Baca berita tanpa iklan. Gabung Kompas.com+

Menjelajahi Bumi Flores dari Barat ke Timur...

Kompas.com - 23/08/2015, 13:04 WIB
Kontributor Manggarai, Markus Makur

Penulis

SENIN, 10 Agustus 2015, jam dinding di rumah kami menunjukkan pukul 07.30 WITA. Kami bergegas menyiapkan diri untuk menempuh perjalanan jauh dari bagian Flores Barat menuju ke Flores bagian Timur.

Kendaraan oto colt yang membawa kami sudah parkir di depan rumah setelah menempuh perjalanan rusak dari kampung Waekolong, Desa Ranakolong, Kecamatan Kota Komba, Kabupaten Manggarai Timur. Oto colt merupakan kendaraan utama yang mampu menerobos kampung-kampung yang jalannya rusak di Pulau Flores, Nusa Tenggara Timur.

Setelah berkumpul di rumah dan menikmati kopi manggarai pagi itu, sang sopir, Kons, sudah memberikan aba-aba dengan menghidupkan mesin kendaraan sebagai tanda perjalanan segera dimulai. Semua barang yang diperlukan dalam perjalanan sudah masuk kendaraan. Bahkan bekal makanan dalam perjalanan seperti ketupat, daging ayam dan air minum sudah dimuat di dalam kendaraan. "Orang Manggarai Timur juga bisa membuat ketupat," kata saya dalam hati.

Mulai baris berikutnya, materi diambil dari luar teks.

//! Records the livestream flow keeps in the church's content store.
//!
//! Two collections are involved: the transient broadcast session (at most one at a time,
//! holding what the encoder needs to connect) and the sermons a finished broadcast is
//! archived into. The CMS speaks Strapi's REST dialect: `/api/<collection>` with records
//! wrapped in a `data` envelope and addressed by `documentId`.

use crate::youtube_api::BroadcastLifeCycleStatus;
use eyre::Context;
use jiff::Timestamp;
use serde::de::DeserializeOwned;
use serde::{Deserialize, Serialize};
use std::future::Future;
use std::sync::Mutex;
use tracing::instrument;

/// Everything an operator needs to run one service stream.
#[derive(Debug, Clone, PartialEq, Eq, Serialize, Deserialize)]
#[serde(rename_all = "camelCase")]
pub struct BroadcastSession {
    pub broadcast_id: String,
    pub stream_id: String,
    pub ingest_url: String,
    pub ingest_key: String,
    pub watch_url: String,
    pub title: String,
    pub lifecycle_status: BroadcastLifeCycleStatus,
}

/// A [`BroadcastSession`] as persisted, with the store's id for it.
#[derive(Debug, Clone, PartialEq, Eq, Serialize, Deserialize)]
#[serde(rename_all = "camelCase")]
pub struct StoredSession {
    #[serde(rename = "documentId")]
    pub id: String,
    #[serde(flatten)]
    pub session: BroadcastSession,
}

/// An archived broadcast, playable from the public sermons page.
#[derive(Debug, Clone, PartialEq, Eq, Serialize, Deserialize)]
#[serde(rename_all = "camelCase")]
pub struct PlayedItem {
    pub title: String,
    /// The YouTube video id, which is the broadcast id.
    pub external_video_id: String,
    pub recorded_at: Timestamp,
}

/// Persistence for sessions and played items.
pub trait ContentStore: Send + Sync {
    /// The most recently created session, if any.
    fn latest_session(&self) -> impl Future<Output = eyre::Result<Option<StoredSession>>> + Send;

    fn create_session(
        &self,
        session: &BroadcastSession,
    ) -> impl Future<Output = eyre::Result<StoredSession>> + Send;

    fn update_session(
        &self,
        id: &str,
        session: &BroadcastSession,
    ) -> impl Future<Output = eyre::Result<StoredSession>> + Send;

    fn delete_session(&self, id: &str) -> impl Future<Output = eyre::Result<()>> + Send;

    fn create_played_item(&self, item: &PlayedItem)
    -> impl Future<Output = eyre::Result<()>> + Send;
}

#[derive(Debug, Serialize, Deserialize)]
struct Envelope<T> {
    data: T,
}

/// Collection names as configured in the CMS.
#[derive(Debug, Clone)]
pub struct Collections {
    pub sessions: String,
    pub played_items: String,
}

impl Default for Collections {
    fn default() -> Self {
        Self {
            sessions: "live-streams".to_string(),
            played_items: "sermons".to_string(),
        }
    }
}

/// [`ContentStore`] over the CMS's REST API.
#[derive(Debug, Clone)]
pub struct RestContentStore {
    client: reqwest::Client,
    base_url: String,
    api_token: Option<String>,
    collections: Collections,
}

impl RestContentStore {
    pub fn new(
        base_url: impl Into<String>,
        api_token: Option<String>,
        collections: Collections,
    ) -> eyre::Result<Self> {
        let client = reqwest::Client::builder()
            .build()
            .context("build content store HTTP client")?;
        Ok(Self {
            client,
            base_url: base_url.into().trim_end_matches('/').to_string(),
            api_token,
            collections,
        })
    }

    fn request(&self, method: http::Method, path: &str) -> reqwest::RequestBuilder {
        let url = format!("{}/api/{}", self.base_url, path);
        let request = self.client.request(method, url);
        match &self.api_token {
            Some(token) => request.bearer_auth(token),
            None => request,
        }
    }

    async fn send(&self, request: reqwest::RequestBuilder, what: &str) -> eyre::Result<reqwest::Response> {
        let response = request
            .send()
            .await
            .with_context(|| format!("send content store request to {what}"))?;
        let status = response.status();
        if !status.is_success() {
            let body = response
                .text()
                .await
                .unwrap_or_else(|_| "unknown error".to_string());
            eyre::bail!("content store request to {what} failed with status {status}: {body}");
        }
        Ok(response)
    }

    async fn send_json<T: DeserializeOwned>(
        &self,
        request: reqwest::RequestBuilder,
        what: &str,
    ) -> eyre::Result<T> {
        let envelope: Envelope<T> = self
            .send(request, what)
            .await?
            .json()
            .await
            .with_context(|| format!("parse content store response to {what}"))?;
        Ok(envelope.data)
    }
}

impl ContentStore for RestContentStore {
    #[instrument(skip(self))]
    async fn latest_session(&self) -> eyre::Result<Option<StoredSession>> {
        let request = self
            .request(http::Method::GET, &self.collections.sessions)
            .query(&[("sort", "createdAt:desc"), ("pagination[pageSize]", "1")]);
        let sessions: Vec<StoredSession> = self.send_json(request, "find latest session").await?;
        Ok(sessions.into_iter().next())
    }

    #[instrument(skip(self))]
    async fn create_session(&self, session: &BroadcastSession) -> eyre::Result<StoredSession> {
        let request = self
            .request(http::Method::POST, &self.collections.sessions)
            .json(&Envelope { data: session });
        self.send_json(request, "create session").await
    }

    #[instrument(skip(self))]
    async fn update_session(&self, id: &str, session: &BroadcastSession) -> eyre::Result<StoredSession> {
        let request = self
            .request(
                http::Method::PUT,
                &format!("{}/{}", self.collections.sessions, id),
            )
            .json(&Envelope { data: session });
        self.send_json(request, "update session").await
    }

    #[instrument(skip(self))]
    async fn delete_session(&self, id: &str) -> eyre::Result<()> {
        let request = self.request(
            http::Method::DELETE,
            &format!("{}/{}", self.collections.sessions, id),
        );
        self.send(request, "delete session").await?;
        Ok(())
    }

    #[instrument(skip(self))]
    async fn create_played_item(&self, item: &PlayedItem) -> eyre::Result<()> {
        let request = self
            .request(http::Method::POST, &self.collections.played_items)
            .json(&Envelope { data: item });
        self.send(request, "create played item").await?;
        Ok(())
    }
}

#[derive(Debug, Default)]
struct MemoryContents {
    sessions: Vec<StoredSession>,
    played_items: Vec<PlayedItem>,
    next_id: u64,
}

/// [`ContentStore`] kept in process memory.
#[derive(Debug, Default)]
pub struct MemoryContentStore {
    contents: Mutex<MemoryContents>,
}

impl MemoryContentStore {
    pub fn new() -> Self {
        Self::default()
    }

    fn contents(&self) -> eyre::Result<std::sync::MutexGuard<'_, MemoryContents>> {
        self.contents
            .lock()
            .map_err(|_| eyre::eyre!("content store lock poisoned"))
    }

    pub fn sessions(&self) -> eyre::Result<Vec<StoredSession>> {
        Ok(self.contents()?.sessions.clone())
    }

    pub fn played_items(&self) -> eyre::Result<Vec<PlayedItem>> {
        Ok(self.contents()?.played_items.clone())
    }
}

impl ContentStore for MemoryContentStore {
    async fn latest_session(&self) -> eyre::Result<Option<StoredSession>> {
        Ok(self.contents()?.sessions.last().cloned())
    }

    async fn create_session(&self, session: &BroadcastSession) -> eyre::Result<StoredSession> {
        let mut contents = self.contents()?;
        contents.next_id += 1;
        let stored = StoredSession {
            id: format!("session-{}", contents.next_id),
            session: session.clone(),
        };
        contents.sessions.push(stored.clone());
        Ok(stored)
    }

    async fn update_session(&self, id: &str, session: &BroadcastSession) -> eyre::Result<StoredSession> {
        let mut contents = self.contents()?;
        let stored = contents
            .sessions
            .iter_mut()
            .find(|s| s.id == id)
            .ok_or_else(|| eyre::eyre!("no session with id {id}"))?;
        stored.session = session.clone();
        Ok(stored.clone())
    }

    async fn delete_session(&self, id: &str) -> eyre::Result<()> {
        let mut contents = self.contents()?;
        let before = contents.sessions.len();
        contents.sessions.retain(|s| s.id != id);
        if contents.sessions.len() == before {
            eyre::bail!("no session with id {id}");
        }
        Ok(())
    }

    async fn create_played_item(&self, item: &PlayedItem) -> eyre::Result<()> {
        self.contents()?.played_items.push(item.clone());
        Ok(())
    }
}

Kami sekeluarga sekitar 12 orang mulai menyusuri jalan raya negara dari Waelengga, ibu kota Kecamatan Kota Komba menuju ke Aimere, ibu kota Kecamatan Aimere, Kabupaten Ngada. Memasuki wilayah Aimere, Jerebuu, dengan jalan raya yang berkelok-kelok seperti seekor ular yang sedang berlari.

Sang sopir, Kons, yang sudah berpengalaman mengendarai kendaraan lintas Flores melaju dengan kecepatan yang sesuai dengan aturan lalu lintas.

KOMPAS.COM/MARKUS MAKUR Turis Belanda saat menghadiri syukuran keluarga, Kaul Kekal di Maumere, Flores, Nusa Tenggara Timur.
Dari Aimere sampai di Terminal Watujaji, kami menempuh perjalanan 2 jam lebih. Istirahat sebentar. Lalu, kami terus melakukan perjalanan dengan melewati Mataloko, Pusat Seminari Menengah Santo Yohanes Berkmans. Kami sangat kagum dengan gedung-gedung seminari yang dibangun oleh para misionaris yang bertugas di tempat itu pada zaman dahulu.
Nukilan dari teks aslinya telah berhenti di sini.